Both Ross and Athena are both gamers and computer programmer who know Starfire from their childhood. After quickly realises where she’s ended up she begins her adventure. However, after meeting Tom, an accountant from Leicester, who is understandably baffled and upset that he has been torn from his family, is being forced to blast space-Yanks with a laser cannon, and can’t even escape to death, because he keeps respawning, Athena realises that she isn’t the only person to be sucked into this gaming world.

 bedlam-skeletons

The game, created by RedBedlam in association with Standfast Interactive was released on Xbox One on September 14th and features various levels that start from the blocky ‘quake-inspired’ world of  Starfire and work their way through Call of Duty and Halo, with a dip into a Pacman style game whilst staying the first person perspective. Technically, the controls are over sensitive, the enemy AI seems to always know where you are and jumping is pretty horrendous. Whilst some of this can be attributed to staying true to the old style games, it is also bad programming. As an early access product this can be forgiven but now it’s a console release I would have like to see these controls tightened.

 bedlam-zombies

The game is a nostalgic romp through 90’s video games and the voice acting and honour keeps it moving along nicely.
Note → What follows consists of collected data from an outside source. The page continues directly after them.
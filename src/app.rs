use std::{
    collections::VecDeque,
    sync::{Arc, Mutex},
    time::Instant,
};

use crate::constants::{RESOLVE_ERROR_TEXT, STATUS_ERROR_TEXT, VALUE_ERROR_TEXT, WINDOW_SIZE};
use crate::network::PollError;

// One successful poll of the device
#[derive(Debug, Clone, PartialEq)]
pub struct Reading {
    pub value: f64,
    pub status: String,
    pub timestamp: String,
}

// What a single tick produced
#[derive(Debug)]
pub enum CycleOutcome {
    Sample(Reading),
    Failed(PollError),
}

// From poll thread to UI thread
#[derive(Default)]
pub struct SharedReadings {
    pub pending: VecDeque<CycleOutcome>,
}

// Rolling chart data: (time label, value) pairs, oldest evicted first.
// Labels and values always stay in lockstep and never exceed capacity.
pub struct SampleWindow {
    labels: VecDeque<String>,
    values: VecDeque<f64>,
    capacity: usize,
}

impl SampleWindow {
    pub fn new(capacity: usize) -> Self {
        Self {
            labels: VecDeque::with_capacity(capacity),
            values: VecDeque::with_capacity(capacity),
            capacity,
        }
    }

    pub fn push(&mut self, label: String, value: f64) {
        self.labels.push_back(label);
        self.values.push_back(value);
        while self.labels.len() > self.capacity {
            self.labels.pop_front();
            self.values.pop_front();
        }
    }

    pub fn len(&self) -> usize {
        self.values.len()
    }

    pub fn is_empty(&self) -> bool {
        self.values.is_empty()
    }

    pub fn values(&self) -> &VecDeque<f64> {
        &self.values
    }

    pub fn first_label(&self) -> Option<&String> {
        self.labels.front()
    }

    pub fn last_label(&self) -> Option<&String> {
        self.labels.back()
    }

    pub fn iter(&self) -> impl DoubleEndedIterator<Item = (&String, &f64)> {
        self.labels.iter().zip(self.values.iter())
    }
}

// Text fields mirroring the latest tick
pub struct DisplayState {
    pub value_text: String,
    pub status_text: String,
}

impl DisplayState {
    pub fn new() -> Self {
        Self {
            value_text: "--".to_string(),
            status_text: "Waiting for device...".to_string(),
        }
    }

    pub fn update(&mut self, reading: &Reading) {
        self.value_text = reading.value.to_string();
        self.status_text = reading.status.clone();
    }

    pub fn update_error(&mut self) {
        self.value_text = VALUE_ERROR_TEXT.to_string();
        self.status_text = STATUS_ERROR_TEXT.to_string();
    }

    // Address discovery exhausted its budget: the status field reports the
    // resolution failure, not the generic fetch sentinel
    pub fn update_resolve_error(&mut self) {
        self.value_text = VALUE_ERROR_TEXT.to_string();
        self.status_text = RESOLVE_ERROR_TEXT.to_string();
    }
}

// Main application state
pub struct App {
    pub display: DisplayState,
    pub window: SampleWindow,
    pub peak: Option<(f64, String)>,
    pub samples_seen: u64,
    pub failed_ticks: u64,
    pub last_tick: Instant,
}

impl App {
    pub fn new() -> App {
        App {
            display: DisplayState::new(),
            window: SampleWindow::new(WINDOW_SIZE),
            peak: None,
            samples_seen: 0,
            failed_ticks: 0,
            last_tick: Instant::now(),
        }
    }

    pub fn on_tick(&mut self, shared: &Arc<Mutex<SharedReadings>>) {
        let outcomes: Vec<CycleOutcome> = {
            let mut readings = shared.lock().unwrap();
            readings.pending.drain(..).collect()
        };
        for outcome in outcomes {
            self.apply(outcome);
        }
    }

    pub fn apply(&mut self, outcome: CycleOutcome) {
        match outcome {
            CycleOutcome::Sample(reading) => {
                self.samples_seen += 1;
                if self.peak.as_ref().map_or(true, |(peak, _)| reading.value > *peak) {
                    self.peak = Some((reading.value, reading.timestamp.clone()));
                }
                self.display.update(&reading);
                self.window.push(reading.timestamp, reading.value);
            }
            CycleOutcome::Failed(PollError::ResolutionExhausted { .. }) => {
                self.failed_ticks += 1;
                self.display.update_resolve_error();
            }
            CycleOutcome::Failed(_) => {
                self.failed_ticks += 1;
                self.display.update_error();
            }
        }
    }
}

#[cfg(test)]
mod tests {
    use super::*;

    fn reading(value: f64, at: &str) -> Reading {
        Reading {
            value,
            status: "OK".to_string(),
            timestamp: at.to_string(),
        }
    }

    #[test]
    fn window_keeps_labels_and_values_in_lockstep() {
        let mut window = SampleWindow::new(WINDOW_SIZE);
        for i in 0..25 {
            window.push(format!("t{i}"), i as f64);
            assert_eq!(window.labels.len(), window.values.len());
            assert!(window.len() <= WINDOW_SIZE);
        }
        assert_eq!(window.len(), WINDOW_SIZE);
    }

    #[test]
    fn window_evicts_oldest_first() {
        let mut window = SampleWindow::new(WINDOW_SIZE);
        for i in 0..WINDOW_SIZE {
            window.push(format!("t{i}"), i as f64);
        }
        window.push("t20".to_string(), 20.0);
        assert_eq!(window.len(), WINDOW_SIZE);
        assert_eq!(window.first_label().unwrap(), "t1");
        assert_eq!(*window.values().front().unwrap(), 1.0);
        assert_eq!(window.last_label().unwrap(), "t20");
    }

    #[test]
    fn sample_updates_display_and_appends_once() {
        let mut app = App::new();
        app.apply(CycleOutcome::Sample(reading(72.0, "10:15:00")));
        assert_eq!(app.display.value_text, "72");
        assert_eq!(app.display.status_text, "OK");
        assert_eq!(app.window.len(), 1);
        assert_eq!(app.window.last_label().unwrap(), "10:15:00");
        assert_eq!(app.samples_seen, 1);
    }

    #[test]
    fn fetch_failure_leaves_sentinels_and_no_append() {
        let mut app = App::new();
        app.apply(CycleOutcome::Failed(PollError::FetchExhausted { attempts: 4 }));
        assert_eq!(app.display.value_text, VALUE_ERROR_TEXT);
        assert_eq!(app.display.status_text, STATUS_ERROR_TEXT);
        assert!(app.window.is_empty());
        assert_eq!(app.failed_ticks, 1);
    }

    #[test]
    fn resolve_failure_reports_ip_error_in_status() {
        let mut app = App::new();
        app.apply(CycleOutcome::Sample(reading(68.0, "10:15:00")));
        app.apply(CycleOutcome::Failed(PollError::ResolutionExhausted { attempts: 4 }));
        assert_eq!(app.display.status_text, RESOLVE_ERROR_TEXT);
        assert_eq!(app.display.value_text, VALUE_ERROR_TEXT);
        // the earlier sample stays in the window
        assert_eq!(app.window.len(), 1);
    }

    #[test]
    fn failed_tick_never_blocks_later_samples() {
        let mut app = App::new();
        app.apply(CycleOutcome::Failed(PollError::FetchExhausted { attempts: 4 }));
        app.apply(CycleOutcome::Sample(reading(75.5, "10:15:02")));
        assert_eq!(app.display.value_text, "75.5");
        assert_eq!(app.display.status_text, "OK");
        assert_eq!(app.window.len(), 1);
    }

    #[test]
    fn peak_tracks_highest_sample() {
        let mut app = App::new();
        app.apply(CycleOutcome::Sample(reading(70.0, "10:15:00")));
        app.apply(CycleOutcome::Sample(reading(96.0, "10:15:01")));
        app.apply(CycleOutcome::Sample(reading(80.0, "10:15:02")));
        let (peak, at) = app.peak.clone().unwrap();
        assert_eq!(peak, 96.0);
        assert_eq!(at, "10:15:01");
    }

    #[test]
    fn on_tick_drains_the_shared_queue() {
        let shared = Arc::new(Mutex::new(SharedReadings::default()));
        shared
            .lock()
            .unwrap()
            .pending
            .push_back(CycleOutcome::Sample(reading(71.0, "10:15:00")));
        shared
            .lock()
            .unwrap()
            .pending
            .push_back(CycleOutcome::Sample(reading(73.0, "10:15:01")));

        let mut app = App::new();
        app.on_tick(&shared);
        assert_eq!(app.window.len(), 2);
        assert!(shared.lock().unwrap().pending.is_empty());
    }
}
The death match level is still my favourite as it has all the trash talk from teenage gamers included. It’s not without its bugs though, and it actually crashed my Xbox twice, but these were isolated cases and may have been because I had played it before I was trying to beat the tank quicker than I was supposed to.

Overall, Bedlam is a trip down memory lane, a great story and fun game, RedBedlam have done a great job bringing the ‘Gameverse’ to life whilst retaining modern gaming conventions. Bedlam is a shooter for those who survived online gaming in the 80’s and 90’s and takes back to an iconic time in online gaming.